Task brief
Scan the listing and copy each line where the word "ChatRole" is present.

Dataset
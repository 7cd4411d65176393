use std::sync::Arc;

use chrono::{DateTime, Utc};
use serde::{Deserialize, Serialize};
use tokio::sync::Mutex;
use utoipa::ToSchema;
use uuid::Uuid;

use crate::domain::{
    common::{generate_timestamp, generate_uuid_v7},
    localization::Language,
};

#[derive(Debug, Clone, Copy, PartialEq, Eq, Serialize, Deserialize, ToSchema)]
#[serde(rename_all = "lowercase")]
pub enum Sender {
    User,
    Assistant,
}

/// One visible message of the chat log.
#[derive(Debug, Clone, PartialEq, Eq, Serialize, Deserialize, ToSchema)]
pub struct ConversationTurn {
    pub sender: Sender,
    pub text: String,
    pub created_at: DateTime<Utc>,
}

impl ConversationTurn {
    pub fn new(sender: Sender, text: impl Into<String>) -> Self {
        let (now, _) = generate_timestamp();

        Self {
            sender,
            text: text.into(),
            created_at: now,
        }
    }
}

#[derive(Debug, Clone, Copy, PartialEq, Eq, Serialize, Deserialize)]
#[serde(rename_all = "lowercase")]
pub enum ChatRole {
    User,
    Model,
}

/// A message as the model sees it when the conversation is continued.
#[derive(Debug, Clone, PartialEq, Eq, Serialize, Deserialize)]
pub struct ChatContent {
    pub role: ChatRole,
    pub text: String,
}

impl ChatContent {
    pub fn user(text: impl Into<String>) -> Self {
        Self {
            role: ChatRole::User,
            text: text.into(),
        }
    }

    pub fn model(text: impl Into<String>) -> Self {
        Self {
            role: ChatRole::Model,
            text: text.into(),
        }
    }
}

/// Conversation with the model, bound to the language it was opened for.
#[derive(Debug, Clone)]
pub struct ChatSession {
    pub id: Uuid,
    pub language: Language,
    pub system_instruction: String,
    pub(crate) history: Arc<Mutex<Vec<ChatContent>>>,
}

impl ChatSession {
    pub fn new(language: Language, system_instruction: String) -> Self {
        Self {
            id: generate_uuid_v7(),
            language,
            system_instruction,
            history: Arc::new(Mutex::new(Vec::new())),
        }
    }

    pub async fn history(&self) -> Vec<ChatContent> {
        self.history.lock().await.clone()
    }
}

/// Ordered log of turns shown to the user.
///
/// Only the trailing assistant turn is ever rewritten, and only while a reply
/// is streaming in.
#[derive(Debug, Clone, Default, PartialEq, Eq, Serialize, Deserialize, ToSchema)]
pub struct ChatTranscript {
    turns: Vec<ConversationTurn>,
}

impl ChatTranscript {
    pub fn turns(&self) -> &[ConversationTurn] {
        &self.turns
    }

    pub fn len(&self) -> usize {
        self.turns.len()
    }

    pub fn is_empty(&self) -> bool {
        self.turns.is_empty()
    }

    /// Clears the log and seeds it with the assistant greeting.
    pub fn reset(&mut self, greeting: impl Into<String>) {
        self.turns.clear();
        self.turns
            .push(ConversationTurn::new(Sender::Assistant, greeting));
    }

    pub fn push_user(&mut self, text: impl Into<String>) {
        self.turns.push(ConversationTurn::new(Sender::User, text));
    }

    /// Opens the empty assistant turn that a streamed reply fills in.
    pub fn begin_assistant(&mut self) {
        self.turns
            .push(ConversationTurn::new(Sender::Assistant, String::new()));
    }

    pub fn update_last(&mut self, text: impl Into<String>) {
        if let Some(turn) = self
            .turns
            .last_mut()
            .filter(|turn| turn.sender == Sender::Assistant)
        {
            turn.text = text.into();
        }
    }

    /// Drops an empty trailing assistant turn, then appends the error turn.
    pub fn recover_from_failure(&mut self, error_message: impl Into<String>) {
        if self
            .turns
            .last()
            .is_some_and(|turn| turn.sender == Sender::Assistant && turn.text.is_empty())
        {
            self.turns.pop();
        }
        self.turns
            .push(ConversationTurn::new(Sender::Assistant, error_message));
    }
}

Final answer
pub enum ChatRole {
    pub role: ChatRole,
            role: ChatRole::User,
            role: ChatRole::Model,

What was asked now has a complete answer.